On my current project we deal with quite a few CSV imports. While writing a basic CSV import is reasonably straightforward, we ran into performance issues when we started scaling the solution. Basically we could import 3,000 users in around 30 minutes (the domain model being rather complicated), but we needed to scale this solution to import 180,000 users every night. It was obvious that we needed to put some effort into the performance of our solution.
We did some quick testing and it became apparent that we could significantly improve the performance by pre-loading some data and doing some caching, but this would only yield a 4x or 5x performance boost – but we really wanted something like a 30x performance boost.
One of the best ways of loading CSV data into your database is with MySQL’s LOAD DATA INFILE function – it will basically take an entire CSV file and dump it into a table in your database. You usually load the file into a temporary table and then use SQL queries to update your database. Unfortunately we were using PostgreSQL, so this option was not available to us.
Manual SQL Statements
So taking some inspiration from this post we decided to bypass ActiveRecord and manually generate the SQL statements. This solution worked quite well in our situation, because we focused on making updates very fast – we could use ActiveRecord for creating new records (which in our case would execute a number of ugly callbacks), but generate the SQL for update statements manually.

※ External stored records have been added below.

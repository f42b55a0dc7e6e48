//! Conflict resolution policies and application to the fused result

use super::arbiter::{ArbitrationDecision, ArbitrationRequest, ArbitrationVerdict, Arbiter};
use super::{
    ConflictKind, ConflictRecord, ConflictValue, DetectedConflict, ResolutionMethod,
    ResolutionStatus,
};
use crate::config::{ConflictConfig, ConflictPolicy};
use crate::error::FusionError;
use crate::fusion::{EntityFlag, FusedResult};
use crate::types::Confidence;
use crate::units::Length;
use std::collections::HashMap;
use std::sync::Arc;
use std::time::Duration;
use tracing::{debug, info, warn};

/// Value chosen for a conflict
#[derive(Debug, Clone, Copy, PartialEq)]
pub struct Resolution {
    pub value: ConflictValue,
    pub confidence: Confidence,
    pub method: ResolutionMethod,
    pub status: ResolutionStatus,
    pub compromise: bool,
}

type ResolutionFn = fn(&DetectedConflict) -> Resolution;

/// Synchronous resolution function for a policy
///
/// External arbitration maps to highest confidence, which is also its
/// fallback when the arbiter is unavailable.
fn resolution_fn(policy: ConflictPolicy) -> ResolutionFn {
    match policy {
        ConflictPolicy::HighestConfidence => resolve_highest_confidence,
        ConflictPolicy::Consensus => resolve_consensus,
        ConflictPolicy::ExternalArbitration => resolve_highest_confidence,
        ConflictPolicy::Manual => resolve_manual,
    }
}

/// Value of the most confident source; the earliest source wins ties
pub fn resolve_highest_confidence(conflict: &DetectedConflict) -> Resolution {
    let mut best = 0;
    for (i, c) in conflict.confidences.iter().enumerate() {
        if *c > conflict.confidences[best] {
            best = i;
        }
    }
    Resolution {
        value: conflict.values[best],
        confidence: conflict.confidences.get(best).copied().unwrap_or(0.0),
        method: ResolutionMethod::HighestConfidence,
        status: ResolutionStatus::Resolved,
        compromise: false,
    }
}

/// Most frequent value; ties go to the value reported first. Confidence is
/// the winning share of reports.
pub fn resolve_consensus(conflict: &DetectedConflict) -> Resolution {
    let mut tallies: Vec<(ConflictValue, usize)> = Vec::new();
    for value in &conflict.values {
        match tallies.iter_mut().find(|(v, _)| v.same_as(value)) {
            Some((_, count)) => *count += 1,
            None => tallies.push((*value, 1)),
        }
    }

    let mut winner = 0;
    for (i, (_, count)) in tallies.iter().enumerate() {
        if *count > tallies[winner].1 {
            winner = i;
        }
    }

    let total = conflict.values.len().max(1);
    Resolution {
        value: tallies[winner].0,
        confidence: tallies[winner].1 as f64 / total as f64,
        method: ResolutionMethod::Consensus,
        status: ResolutionStatus::Resolved,
        compromise: false,
    }
}

/// Leave the conflict for review; the first reported value is a placeholder
pub fn resolve_manual(conflict: &DetectedConflict) -> Resolution {
    Resolution {
        value: conflict.values[0],
        confidence: 0.0,
        method: ResolutionMethod::Manual,
        status: ResolutionStatus::PendingReview,
        compromise: false,
    }
}

/// Settles detected conflicts with the configured policy
pub struct ConflictResolver {
    policy: ConflictPolicy,
    arbiter: Option<Arc<dyn Arbiter>>,
    timeout: Duration,
    memo: HashMap<String, ArbitrationVerdict>,
}

impl ConflictResolver {
    pub fn new(policy: ConflictPolicy) -> Self {
        Self {
            policy,
            arbiter: None,
            timeout: Duration::from_secs(5),
            memo: HashMap::new(),
        }
    }

    pub fn with_arbiter(mut self, arbiter: Arc<dyn Arbiter>, timeout: Duration) -> Self {
        self.arbiter = Some(arbiter);
        self.timeout = timeout;
        self
    }

    /// Resolve every conflict in order
    pub async fn resolve_all(&mut self, conflicts: Vec<DetectedConflict>) -> Vec<ConflictRecord> {
        let mut records = Vec::with_capacity(conflicts.len());
        for conflict in conflicts {
            if conflict.values.is_empty() {
                continue;
            }
            let resolution = self.resolve(&conflict).await;
            debug!(
                "{} conflict resolved to {} via {:?} ({:?})",
                conflict.kind, resolution.value, resolution.method, resolution.status
            );
            records.push(ConflictRecord {
                kind: conflict.kind,
                conflicting_sources: conflict.sources,
                conflicting_values: conflict.values,
                source_confidences: conflict.confidences,
                resolution: resolution.value,
                method: resolution.method,
                confidence: resolution.confidence.clamp(0.0, 1.0),
                status: resolution.status,
                location: conflict.location,
                compromise: resolution.compromise,
            });
        }
        records
    }

    async fn resolve(&mut self, conflict: &DetectedConflict) -> Resolution {
        if self.policy != ConflictPolicy::ExternalArbitration {
            return resolution_fn(self.policy)(conflict);
        }

        match self.arbitrate(conflict).await {
            Ok(resolution) => resolution,
            Err(e) => {
                warn!("Arbitration unavailable ({}); using highest confidence", e);
                Resolution {
                    status: ResolutionStatus::Degraded,
                    ..resolve_highest_confidence(conflict)
                }
            }
        }
    }

    async fn arbitrate(&mut self, conflict: &DetectedConflict) -> Result<Resolution, FusionError> {
        let request = ArbitrationRequest::from(conflict);
        let signature = request.signature();

        let verdict = match self.memo.get(&signature) {
            Some(verdict) => {
                debug!("Reusing arbitration verdict for {}", signature);
                *verdict
            }
            None => {
                let arbiter = self
                    .arbiter
                    .as_ref()
                    .ok_or_else(|| FusionError::Arbitration("no arbiter configured".to_string()))?;
                let verdict = tokio::time::timeout(self.timeout, arbiter.arbitrate(&request))
                    .await
                    .map_err(|_| FusionError::ArbitrationTimeout(self.timeout))??;
                info!("Arbiter {} decided {} conflict", arbiter.name(), conflict.kind);
                self.memo.insert(signature, verdict);
                verdict
            }
        };

        let (value, compromise) = match verdict.decision {
            ArbitrationDecision::Pick { index } => {
                let value = conflict.values.get(index).copied().ok_or_else(|| {
                    FusionError::Arbitration(format!(
                        "verdict index {} out of range for {} values",
                        index,
                        conflict.values.len()
                    ))
                })?;
                (value, false)
            }
            ArbitrationDecision::Compromise { value } => {
                if std::mem::discriminant(&value) != std::mem::discriminant(&conflict.values[0]) {
                    return Err(FusionError::Arbitration(format!(
                        "compromise value {} does not match the conflict's value kind",
                        value
                    )));
                }
                let reported = conflict.values.iter().any(|v| v.same_as(&value));
                (value, !reported)
            }
        };

        Ok(Resolution {
            value,
            confidence: verdict.confidence,
            method: ResolutionMethod::ExternalArbitration,
            status: ResolutionStatus::Resolved,
            compromise,
        })
    }
}

/// Apply resolved conflicts to the fused result
///
/// Room type resolutions collapse the co-located fused rooms into one room of
/// the resolved type; dimension resolutions overwrite the reading. Pending
/// conflicts only flag the affected rooms.
pub fn apply_resolutions(result: &mut FusedResult, records: &[ConflictRecord], config: &ConflictConfig) {
    let tol = config.room_match_tolerance_px;

    for record in records {
        let Some(location) = record.location else {
            continue;
        };

        match (record.kind, record.resolution) {
            (ConflictKind::RoomType, ConflictValue::RoomType(resolved)) => {
                let nearby: Vec<usize> = result
                    .rooms
                    .iter()
                    .enumerate()
                    .filter(|(_, r)| r.item.centroid().distance_to(&location) < tol)
                    .map(|(i, _)| i)
                    .collect();
                if nearby.is_empty() {
                    continue;
                }

                if !record.is_applied() {
                    for i in nearby {
                        result.rooms[i].flag(EntityFlag::PendingReview);
                    }
                    continue;
                }

                // Prefer a room already of the resolved type, then the most confident
                let rank = |k: usize| {
                    (
                        result.rooms[k].item.room_type == resolved,
                        result.rooms[k].confidence,
                    )
                };
                let keeper = nearby.iter().copied().fold(nearby[0], |best, i| {
                    let (best_match, best_conf) = rank(best);
                    let (matches, conf) = rank(i);
                    if (matches && !best_match) || (matches == best_match && conf > best_conf) {
                        i
                    } else {
                        best
                    }
                });

                let mut provenance = result.rooms[keeper].provenance.clone();
                for &i in &nearby {
                    provenance.extend(result.rooms[i].provenance.iter().cloned());
                }
                provenance.sort();
                provenance.dedup();

                let room = &mut result.rooms[keeper];
                room.item.room_type = resolved;
                room.provenance = provenance;

                let mut removed = 0;
                let keeper_id = result.rooms[keeper].id.clone();
                result.rooms.retain(|r| {
                    let drop = r.id != keeper_id && r.item.centroid().distance_to(&location) < tol;
                    if drop {
                        removed += 1;
                    }
                    !drop
                });
                if removed > 0 {
                    debug!("Collapsed {} rooms into resolved {} room", removed, resolved);
                }
            }
            (ConflictKind::Dimension, ConflictValue::Length(meters)) if record.is_applied() => {
                for dim in result
                    .dimensions
                    .iter_mut()
                    .filter(|d| d.item.anchor().distance_to(&location) < tol)
                {
                    let unit = dim
                        .item
                        .length
                        .map(|l| l.unit)
                        .unwrap_or(crate::units::LengthUnit::Meter);
                    dim.item.length = Some(Length::from_meters(meters, unit));
                }
            }
            _ => {}
        }
    }
}
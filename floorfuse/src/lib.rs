//! # floorfuse
//!
//! Multi-source floor plan fusion: combines room, wall, opening and
//! dimension detections from independent recognisers (OCR, edge detection,
//! object detection, vision-language models) into one floor plan, resolves
//! their disagreements, validates the geometry and scores how far the result
//! can be trusted. Scale resolution and area calculation turn the fused plan
//! into real-world measurements.

pub mod area;
pub mod config;
pub mod conflicts;
pub mod engine;
pub mod error;
pub mod fusion;
pub mod geometry;
pub mod normalizer;
pub mod scale;
pub mod scoring;
pub mod types;
pub mod units;
pub mod validation;

pub use config::{ConflictPolicy, FileConfig, FusionConfig, VotingStrategy};
pub use engine::{FusionEngine, FusionOutcome, MeasurementReport, ScaleHints};
pub use error::{FusionError, Result};
pub use fusion::{FusedEntity, FusedResult};
pub use normalizer::RawDetection;
pub use scoring::{ConfidenceIssue, ConfidenceReport, Reliability};
pub use types::{DetectorPayload, DetectorResult, Modality, Point2D, RoomType};
impl FromStr for ConflictPolicy {
    type Err = FusionError;

    fn from_str(s: &str) -> Result<Self> {
        match s.trim().to_lowercase().replace('-', "_").as_str() {
            "highest_confidence" => Ok(ConflictPolicy::HighestConfidence),
            "consensus" => Ok(ConflictPolicy::Consensus),
            "external_arbitration" => Ok(ConflictPolicy::ExternalArbitration),
            "manual" => Ok(ConflictPolicy::Manual),
            other => Err(FusionError::Config(format!(
                "unknown conflict resolution policy '{}'",
                other
            ))),
        }
    }
}

/// Prior probability that a detected entity of each kind is real
#[derive(Debug, Clone, Serialize, Deserialize, PartialEq)]
#[serde(default)]
pub struct EntityPriors {
    pub room: f64,
    pub wall: f64,
    pub door: f64,
    pub window: f64,
    pub dimension: f64,
}

impl Default for EntityPriors {
    fn default() -> Self {
        Self {
            room: 0.8,
            wall: 0.9,
            door: 0.7,
            window: 0.7,
            dimension: 0.7,
        }
    }
}

impl EntityPriors {
    pub fn for_kind(&self, kind: EntityKind) -> f64 {
        match kind {
            EntityKind::Room => self.room,
            EntityKind::Wall => self.wall,
            EntityKind::Door => self.door,
            EntityKind::Window => self.window,
            EntityKind::Dimension => self.dimension,
        }
    }
}

/// Result normalization settings
#[derive(Debug, Clone, Serialize, Deserialize, PartialEq)]
#[serde(default)]
pub struct NormalizerConfig {
    /// Thickness assigned to walls reported without one (pixels)
    pub default_wall_thickness_px: f64,
    /// Same-source openings closer than this collapse into one (pixels)
    pub duplicate_opening_px: f64,
    /// Minimum similarity for fuzzy room label matches
    pub fuzzy_label_threshold: f64,
    /// Label unidentified rooms from text found inside their polygon
    pub label_from_text: bool,
}

impl Default for NormalizerConfig {
    fn default() -> Self {
        Self {
            default_wall_thickness_px: 10.0,
            duplicate_opening_px: 30.0,
            fuzzy_label_threshold: 0.85,
            label_from_text: true,
        }
    }
}

/// Spatial tolerances for candidate grouping
#[derive(Debug, Clone, Serialize, Deserialize, PartialEq)]
#[serde(default)]
pub struct GroupingConfig {
    /// Cell size for room centroid quantization (pixels)
    pub room_cell_px: f64,
    /// Maximum endpoint distance for co-referent walls (pixels)
    pub wall_endpoint_tolerance_px: f64,
    /// Maximum position distance for co-referent doors and windows (pixels)
    pub opening_tolerance_px: f64,
    /// Maximum anchor distance for co-referent dimensions (pixels)
    pub dimension_tolerance_px: f64,
    /// Bounding box overlap above which two rooms are treated as the same space
    pub room_overlap_ratio: f64,
}

impl Default for GroupingConfig {
    fn default() -> Self {
        Self {
            room_cell_px: 50.0,
            wall_endpoint_tolerance_px: 20.0,
            opening_tolerance_px: 30.0,
            dimension_tolerance_px: 30.0,
            room_overlap_ratio: 0.5,
        }
    }
}

/// Conflict detection thresholds
#[derive(Debug, Clone, Serialize, Deserialize, PartialEq)]
#[serde(default)]
pub struct ConflictConfig {
    /// Room count spread (max - min) above which counts conflict
    pub room_count_threshold: usize,
    /// Centroid distance under which two sources' rooms describe the same space
    pub room_match_tolerance_px: f64,
    /// Relative difference above which dimension readings conflict
    pub dimension_relative_tolerance: f64,
}

impl Default for ConflictConfig {
    fn default() -> Self {
        Self {
            room_count_threshold: 2,
            room_match_tolerance_px: 50.0,
            dimension_relative_tolerance: 0.10,
        }
    }
}

/// Geometric validation thresholds
#[derive(Debug, Clone, Serialize, Deserialize, PartialEq)]
#[serde(default)]
pub struct ValidationConfig {
    /// First/last vertex distance under which a polygon counts as closed (pixels)
    pub closure_tolerance_px: f64,
    /// Endpoint distance under which two walls are joined (pixels)
    pub wall_join_tolerance_px: f64,
    /// Confidence multiplier for openings with no host wall
    pub invalid_opening_penalty: f64,
    /// Door to room boundary distance for connectivity (pixels)
    pub door_room_tolerance_px: f64,
    /// Centroid distance under which overlapping rooms are suspected duplicates
    pub duplicate_centroid_tolerance_px: f64,
    /// Bounding box overlap ratio that triggers an overlap warning
    pub overlap_ratio_warning: f64,
    /// Distance to the plan outline under which a wall is exterior (pixels)
    pub perimeter_tolerance_px: f64,
}

impl Default for ValidationConfig {
    fn default() -> Self {
        Self {
            closure_tolerance_px: 5.0,
            wall_join_tolerance_px: 20.0,
            invalid_opening_penalty: 0.5,
            door_room_tolerance_px: 25.0,
            duplicate_centroid_tolerance_px: 25.0,
            overlap_ratio_warning: 0.3,
            perimeter_tolerance_px: 25.0,
        }
    }
}
//! Area units

use crate::units::LengthUnit;
use serde::{Deserialize, Serialize};
use std::fmt;

/// Unit of area
#[derive(Debug, Clone, Copy, PartialEq, Eq, Hash, Serialize, Deserialize)]
#[serde(rename_all = "snake_case")]
pub enum AreaUnit {
    SquareInch,
    SquareFoot,
    SquareYard,
    Acre,
    SquareMillimeter,
    SquareCentimeter,
    SquareMeter,
    Hectare,
}

impl AreaUnit {
    pub const ALL: [AreaUnit; 8] = [
        AreaUnit::SquareInch,
        AreaUnit::SquareFoot,
        AreaUnit::SquareYard,
        AreaUnit::Acre,
        AreaUnit::SquareMillimeter,
        AreaUnit::SquareCentimeter,
        AreaUnit::SquareMeter,
        AreaUnit::Hectare,
    ];

    /// Square meters in one unit (exact definitions)
    pub fn square_meters_per_unit(self) -> f64 {
        match self {
            AreaUnit::SquareInch => 0.000_645_16,
            AreaUnit::SquareFoot => 0.092_903_04,
            AreaUnit::SquareYard => 0.836_127_36,
            AreaUnit::Acre => 4_046.856_422_4,
            AreaUnit::SquareMillimeter => 1e-6,
            AreaUnit::SquareCentimeter => 1e-4,
            AreaUnit::SquareMeter => 1.0,
            AreaUnit::Hectare => 10_000.0,
        }
    }

    pub fn symbol(self) -> &'static str {
        match self {
            AreaUnit::SquareInch => "in²",
            AreaUnit::SquareFoot => "ft²",
            AreaUnit::SquareYard => "yd²",
            AreaUnit::Acre => "ac",
            AreaUnit::SquareMillimeter => "mm²",
            AreaUnit::SquareCentimeter => "cm²",
            AreaUnit::SquareMeter => "m²",
            AreaUnit::Hectare => "ha",
        }
    }

    /// Square of a length unit
    pub fn for_length(unit: LengthUnit) -> Self {
        match unit {
            LengthUnit::Inch => AreaUnit::SquareInch,
            LengthUnit::Foot => AreaUnit::SquareFoot,
            LengthUnit::Yard => AreaUnit::SquareYard,
            LengthUnit::Millimeter => AreaUnit::SquareMillimeter,
            LengthUnit::Centimeter => AreaUnit::SquareCentimeter,
            LengthUnit::Meter => AreaUnit::SquareMeter,
        }
    }

    pub fn to_square_meters(self, value: f64) -> f64 {
        value * self.square_meters_per_unit()
    }

    pub fn from_square_meters(self, square_meters: f64) -> f64 {
        square_meters / self.square_meters_per_unit()
    }

    /// Convert `value` expressed in `self` into `target`
    pub fn convert(self, value: f64, target: AreaUnit) -> f64 {
        target.from_square_meters(self.to_square_meters(value))
    }
}

impl fmt::Display for AreaUnit {
    fn fmt(&self, f: &mut fmt::Formatter<'_>) -> fmt::Result {
        f.write_str(self.symbol())
    }
}

#[cfg(test)]
mod tests {
    use super::*;
    use approx::assert_relative_eq;

    #[test]
    fn test_round_trip_all_pairs() {
        let x = 123.456;
        for a in AreaUnit::ALL {
            for b in AreaUnit::ALL {
                let back = b.convert(a.convert(x, b), a);
                assert_relative_eq!(back, x, max_relative = 1e-6);
            }
        }
    }

    #[test]
    fn test_known_conversions() {
        assert_relative_eq!(AreaUnit::SquareFoot.convert(144.0, AreaUnit::SquareInch), 20_736.0, max_relative = 1e-9);
        assert_relative_eq!(AreaUnit::Acre.convert(1.0, AreaUnit::SquareFoot), 43_560.0, max_relative = 1e-9);
        assert_relative_eq!(AreaUnit::Hectare.convert(1.0, AreaUnit::SquareMeter), 10_000.0);
        assert_eq!(AreaUnit::for_length(LengthUnit::Foot), AreaUnit::SquareFoot);
    }
}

This process is unfortunately very error-prone and even though we had good tests backing our implementation we still had to do quite a bit of trail and error before getting everything running smoothly.
Use Hashing for Eliminating Unnecessary Updates
While our manual SQL was getting us very impressive performance, we were still generating update statements for every single row, even though the data was unchanged most of the time. We wanted to ignore rows where the data in our system and the external system were unchanged since the previous import.
To do this we used hashing – we would add a csv_hash column to the database table and then generate the hash of the csv row itself. We can then quickly ignore rows by simply comparing the hash of the csv row to the hash stored in the database – if they match we simply ignore the row.
To speed things up even further we load the external reference to the user as well as the csv hash into memory – we can then skip matching rows without needing to hit the database again.
As I mentioned we focused on making updates very performant, since this made sense for our application.
Overall we managed to move from importing 3,000 users in 30 minutes to 180,000 users in 3 minutes. There are certain validations we had to manually do – for example, we require that users have a unique email (something which is not enforced in the external system), so instead of using the Rails unique validation we added a unique index to the database table.